**Exercise requirements:**
Give again, word for word, every line below from the one that has "let mut columns: IndexSet<String>" through the one that has "let positions: Vec<usize> = rules", both included, and no others.
***** Data for this exercise
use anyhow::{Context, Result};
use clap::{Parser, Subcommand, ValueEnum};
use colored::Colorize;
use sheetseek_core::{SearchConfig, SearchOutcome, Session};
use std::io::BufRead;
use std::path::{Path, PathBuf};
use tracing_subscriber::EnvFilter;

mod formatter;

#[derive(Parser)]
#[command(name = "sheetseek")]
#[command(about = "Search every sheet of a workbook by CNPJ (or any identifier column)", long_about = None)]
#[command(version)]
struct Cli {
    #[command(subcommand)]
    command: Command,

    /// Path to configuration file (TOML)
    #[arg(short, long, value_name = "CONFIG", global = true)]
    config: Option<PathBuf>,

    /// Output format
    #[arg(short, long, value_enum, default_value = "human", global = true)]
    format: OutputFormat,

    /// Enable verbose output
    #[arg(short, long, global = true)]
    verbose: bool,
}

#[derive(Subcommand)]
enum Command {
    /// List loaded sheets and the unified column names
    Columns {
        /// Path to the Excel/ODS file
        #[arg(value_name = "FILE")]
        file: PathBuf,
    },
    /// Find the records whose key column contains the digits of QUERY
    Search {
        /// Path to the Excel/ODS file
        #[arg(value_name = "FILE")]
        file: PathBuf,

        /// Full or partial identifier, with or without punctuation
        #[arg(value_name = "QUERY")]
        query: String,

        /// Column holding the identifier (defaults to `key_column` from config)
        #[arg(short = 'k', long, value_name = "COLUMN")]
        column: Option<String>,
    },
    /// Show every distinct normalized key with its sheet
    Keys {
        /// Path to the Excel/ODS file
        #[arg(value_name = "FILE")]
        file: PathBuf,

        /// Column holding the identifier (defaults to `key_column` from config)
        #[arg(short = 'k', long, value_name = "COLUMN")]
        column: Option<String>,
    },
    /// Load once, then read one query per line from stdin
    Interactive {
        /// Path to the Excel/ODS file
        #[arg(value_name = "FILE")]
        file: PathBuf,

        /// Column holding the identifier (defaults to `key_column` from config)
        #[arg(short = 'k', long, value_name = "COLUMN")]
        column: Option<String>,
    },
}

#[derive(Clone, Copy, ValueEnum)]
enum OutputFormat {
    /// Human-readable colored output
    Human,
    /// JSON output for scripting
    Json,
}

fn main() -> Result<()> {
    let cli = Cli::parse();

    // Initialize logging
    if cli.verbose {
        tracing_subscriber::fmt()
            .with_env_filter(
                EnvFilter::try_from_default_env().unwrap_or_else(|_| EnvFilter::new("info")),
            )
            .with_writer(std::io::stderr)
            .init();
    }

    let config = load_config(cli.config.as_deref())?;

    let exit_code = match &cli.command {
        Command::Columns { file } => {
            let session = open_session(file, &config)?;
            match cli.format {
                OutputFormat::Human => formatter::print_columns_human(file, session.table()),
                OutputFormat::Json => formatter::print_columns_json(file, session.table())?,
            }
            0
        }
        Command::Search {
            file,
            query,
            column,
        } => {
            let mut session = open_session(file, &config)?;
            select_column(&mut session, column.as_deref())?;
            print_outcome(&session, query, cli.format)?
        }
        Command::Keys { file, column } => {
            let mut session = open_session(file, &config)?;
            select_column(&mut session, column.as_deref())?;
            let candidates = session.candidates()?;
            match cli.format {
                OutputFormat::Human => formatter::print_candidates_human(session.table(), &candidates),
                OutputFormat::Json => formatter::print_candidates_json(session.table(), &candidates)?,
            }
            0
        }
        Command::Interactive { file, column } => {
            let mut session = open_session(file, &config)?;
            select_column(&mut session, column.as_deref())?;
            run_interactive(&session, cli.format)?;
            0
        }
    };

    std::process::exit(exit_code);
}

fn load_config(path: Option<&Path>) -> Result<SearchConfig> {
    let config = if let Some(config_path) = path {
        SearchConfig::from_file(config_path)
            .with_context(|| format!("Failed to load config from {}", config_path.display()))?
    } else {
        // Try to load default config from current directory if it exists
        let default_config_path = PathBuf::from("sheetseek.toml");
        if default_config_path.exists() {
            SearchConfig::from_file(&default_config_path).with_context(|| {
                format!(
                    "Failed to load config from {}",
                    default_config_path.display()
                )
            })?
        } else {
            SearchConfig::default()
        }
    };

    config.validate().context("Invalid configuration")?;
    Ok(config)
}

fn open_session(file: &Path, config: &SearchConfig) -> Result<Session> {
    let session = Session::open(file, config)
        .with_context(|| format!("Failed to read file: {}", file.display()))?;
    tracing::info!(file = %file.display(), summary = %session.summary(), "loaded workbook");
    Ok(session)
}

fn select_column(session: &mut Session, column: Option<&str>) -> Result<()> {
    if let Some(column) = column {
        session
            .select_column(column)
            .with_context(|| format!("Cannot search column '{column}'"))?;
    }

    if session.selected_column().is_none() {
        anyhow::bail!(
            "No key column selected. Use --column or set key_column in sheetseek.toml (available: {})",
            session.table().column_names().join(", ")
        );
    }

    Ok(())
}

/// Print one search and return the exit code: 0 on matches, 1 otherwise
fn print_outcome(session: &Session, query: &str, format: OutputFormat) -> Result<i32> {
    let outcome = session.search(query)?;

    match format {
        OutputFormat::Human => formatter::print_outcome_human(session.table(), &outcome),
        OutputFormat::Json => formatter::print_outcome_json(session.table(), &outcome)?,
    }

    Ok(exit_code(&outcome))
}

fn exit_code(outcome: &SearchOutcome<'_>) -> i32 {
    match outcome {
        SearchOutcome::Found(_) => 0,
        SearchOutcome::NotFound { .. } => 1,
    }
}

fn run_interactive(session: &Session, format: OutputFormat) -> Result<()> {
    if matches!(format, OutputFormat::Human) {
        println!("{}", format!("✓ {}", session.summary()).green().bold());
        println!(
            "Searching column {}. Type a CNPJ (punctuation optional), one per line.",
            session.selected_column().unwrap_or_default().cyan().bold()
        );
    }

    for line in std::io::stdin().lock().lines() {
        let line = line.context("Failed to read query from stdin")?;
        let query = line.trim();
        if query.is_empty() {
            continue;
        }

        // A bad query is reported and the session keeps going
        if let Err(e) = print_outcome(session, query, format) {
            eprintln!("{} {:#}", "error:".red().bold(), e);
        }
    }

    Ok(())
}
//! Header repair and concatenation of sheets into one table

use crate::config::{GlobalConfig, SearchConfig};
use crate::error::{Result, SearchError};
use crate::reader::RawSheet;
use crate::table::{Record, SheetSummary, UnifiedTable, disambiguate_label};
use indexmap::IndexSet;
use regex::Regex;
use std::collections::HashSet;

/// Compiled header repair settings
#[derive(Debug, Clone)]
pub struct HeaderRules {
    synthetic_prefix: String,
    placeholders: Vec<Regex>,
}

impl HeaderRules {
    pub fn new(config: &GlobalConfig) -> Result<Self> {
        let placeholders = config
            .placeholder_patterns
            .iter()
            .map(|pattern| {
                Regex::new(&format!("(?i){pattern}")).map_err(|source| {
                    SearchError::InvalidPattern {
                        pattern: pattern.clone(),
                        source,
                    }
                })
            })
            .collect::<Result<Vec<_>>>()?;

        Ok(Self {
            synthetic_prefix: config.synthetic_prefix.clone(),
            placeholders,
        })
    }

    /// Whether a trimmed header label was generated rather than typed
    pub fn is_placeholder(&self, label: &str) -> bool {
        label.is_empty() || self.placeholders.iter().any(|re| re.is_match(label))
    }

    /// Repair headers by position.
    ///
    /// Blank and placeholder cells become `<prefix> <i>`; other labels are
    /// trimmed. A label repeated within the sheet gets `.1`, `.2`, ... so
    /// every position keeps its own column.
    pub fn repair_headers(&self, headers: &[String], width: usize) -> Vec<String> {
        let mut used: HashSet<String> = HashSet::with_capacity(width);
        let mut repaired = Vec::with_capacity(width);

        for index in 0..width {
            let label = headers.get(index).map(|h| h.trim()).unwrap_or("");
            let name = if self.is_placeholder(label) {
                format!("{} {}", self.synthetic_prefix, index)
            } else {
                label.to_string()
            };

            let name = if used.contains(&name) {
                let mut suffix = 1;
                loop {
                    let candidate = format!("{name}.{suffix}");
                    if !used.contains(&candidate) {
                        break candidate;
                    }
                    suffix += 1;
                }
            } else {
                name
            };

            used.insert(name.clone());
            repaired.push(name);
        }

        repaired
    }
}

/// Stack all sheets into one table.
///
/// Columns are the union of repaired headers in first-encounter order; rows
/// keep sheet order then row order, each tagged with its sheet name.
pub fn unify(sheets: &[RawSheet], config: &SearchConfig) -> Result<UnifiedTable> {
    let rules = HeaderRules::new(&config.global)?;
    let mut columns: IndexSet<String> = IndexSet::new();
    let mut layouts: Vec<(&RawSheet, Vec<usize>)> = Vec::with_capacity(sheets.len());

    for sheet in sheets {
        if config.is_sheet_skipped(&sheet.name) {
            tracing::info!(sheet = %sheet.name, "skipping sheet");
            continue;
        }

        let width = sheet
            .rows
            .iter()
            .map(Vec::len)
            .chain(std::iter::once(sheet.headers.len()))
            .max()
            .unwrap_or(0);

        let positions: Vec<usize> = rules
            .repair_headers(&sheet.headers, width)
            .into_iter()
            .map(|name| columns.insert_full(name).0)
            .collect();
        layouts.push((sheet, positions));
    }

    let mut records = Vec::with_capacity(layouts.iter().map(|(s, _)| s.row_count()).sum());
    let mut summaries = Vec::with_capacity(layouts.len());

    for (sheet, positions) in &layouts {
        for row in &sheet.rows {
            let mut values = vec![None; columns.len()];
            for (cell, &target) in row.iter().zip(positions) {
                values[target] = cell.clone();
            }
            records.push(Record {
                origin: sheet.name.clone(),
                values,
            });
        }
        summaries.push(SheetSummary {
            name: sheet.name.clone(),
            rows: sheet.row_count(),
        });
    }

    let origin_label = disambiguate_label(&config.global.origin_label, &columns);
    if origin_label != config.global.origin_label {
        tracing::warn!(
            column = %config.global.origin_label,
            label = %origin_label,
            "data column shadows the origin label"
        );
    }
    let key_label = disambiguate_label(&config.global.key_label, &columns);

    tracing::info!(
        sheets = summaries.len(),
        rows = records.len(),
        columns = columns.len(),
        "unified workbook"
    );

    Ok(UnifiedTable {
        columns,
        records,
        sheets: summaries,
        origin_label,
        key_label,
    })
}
**********
***** Data for this exercise
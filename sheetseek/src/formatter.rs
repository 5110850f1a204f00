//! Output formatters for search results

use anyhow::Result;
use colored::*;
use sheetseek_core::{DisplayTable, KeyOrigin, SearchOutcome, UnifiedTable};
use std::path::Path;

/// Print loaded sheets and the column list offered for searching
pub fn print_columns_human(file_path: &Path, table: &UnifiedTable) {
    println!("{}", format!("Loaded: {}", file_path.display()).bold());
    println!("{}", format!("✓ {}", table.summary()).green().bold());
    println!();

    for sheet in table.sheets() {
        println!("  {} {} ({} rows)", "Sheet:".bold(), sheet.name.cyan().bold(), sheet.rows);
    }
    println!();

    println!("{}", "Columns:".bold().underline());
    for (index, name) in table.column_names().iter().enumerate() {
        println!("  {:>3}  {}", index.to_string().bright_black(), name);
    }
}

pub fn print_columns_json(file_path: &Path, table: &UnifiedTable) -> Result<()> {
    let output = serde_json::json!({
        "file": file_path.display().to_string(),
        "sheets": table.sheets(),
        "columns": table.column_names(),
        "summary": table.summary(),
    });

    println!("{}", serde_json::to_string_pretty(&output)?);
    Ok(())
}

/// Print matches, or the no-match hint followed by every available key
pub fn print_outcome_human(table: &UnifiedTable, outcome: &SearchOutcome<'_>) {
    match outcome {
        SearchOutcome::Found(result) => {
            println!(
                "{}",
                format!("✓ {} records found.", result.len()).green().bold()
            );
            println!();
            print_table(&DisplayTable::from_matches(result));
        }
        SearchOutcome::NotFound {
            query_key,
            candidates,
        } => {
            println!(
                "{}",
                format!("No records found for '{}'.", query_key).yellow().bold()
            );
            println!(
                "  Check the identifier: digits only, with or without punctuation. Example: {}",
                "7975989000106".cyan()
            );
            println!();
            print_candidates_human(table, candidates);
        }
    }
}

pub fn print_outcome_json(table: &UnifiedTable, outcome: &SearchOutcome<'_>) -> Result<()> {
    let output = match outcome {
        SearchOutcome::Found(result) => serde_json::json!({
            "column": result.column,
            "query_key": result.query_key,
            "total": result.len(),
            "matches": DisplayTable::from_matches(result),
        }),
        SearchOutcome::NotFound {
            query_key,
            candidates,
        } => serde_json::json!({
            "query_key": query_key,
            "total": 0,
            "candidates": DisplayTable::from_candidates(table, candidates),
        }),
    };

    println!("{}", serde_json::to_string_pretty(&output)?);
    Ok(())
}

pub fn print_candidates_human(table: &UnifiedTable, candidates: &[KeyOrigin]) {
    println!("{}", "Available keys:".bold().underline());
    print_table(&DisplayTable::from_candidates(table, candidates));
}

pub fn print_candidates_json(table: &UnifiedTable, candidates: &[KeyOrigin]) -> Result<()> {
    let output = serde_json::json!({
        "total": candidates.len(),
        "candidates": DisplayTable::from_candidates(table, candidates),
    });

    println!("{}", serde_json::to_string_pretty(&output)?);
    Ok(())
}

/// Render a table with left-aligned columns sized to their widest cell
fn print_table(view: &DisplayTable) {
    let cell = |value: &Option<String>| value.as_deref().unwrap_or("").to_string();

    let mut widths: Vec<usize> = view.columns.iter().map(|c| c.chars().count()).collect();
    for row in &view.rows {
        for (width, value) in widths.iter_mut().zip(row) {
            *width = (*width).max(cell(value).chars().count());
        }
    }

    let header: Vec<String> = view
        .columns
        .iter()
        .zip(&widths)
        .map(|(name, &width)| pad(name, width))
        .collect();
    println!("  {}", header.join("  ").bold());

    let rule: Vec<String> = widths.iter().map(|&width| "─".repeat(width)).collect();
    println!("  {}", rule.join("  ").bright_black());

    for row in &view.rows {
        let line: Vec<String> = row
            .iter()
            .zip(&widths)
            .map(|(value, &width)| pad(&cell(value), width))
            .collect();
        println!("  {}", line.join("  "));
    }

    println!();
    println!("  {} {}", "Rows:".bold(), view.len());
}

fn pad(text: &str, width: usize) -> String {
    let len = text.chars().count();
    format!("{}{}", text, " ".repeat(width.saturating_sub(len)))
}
**********
**Output of the task:**
    let mut columns: IndexSet<String> = IndexSet::new();
    let mut layouts: Vec<(&RawSheet, Vec<usize>)> = Vec::with_capacity(sheets.len());

    for sheet in sheets {
        if config.is_sheet_skipped(&sheet.name) {
            tracing::info!(sheet = %sheet.name, "skipping sheet");
            continue;
        }

        let width = sheet
            .rows
            .iter()
            .map(Vec::len)
            .chain(std::iter::once(sheet.headers.len()))
            .max()
            .unwrap_or(0);

        let positions: Vec<usize> = rules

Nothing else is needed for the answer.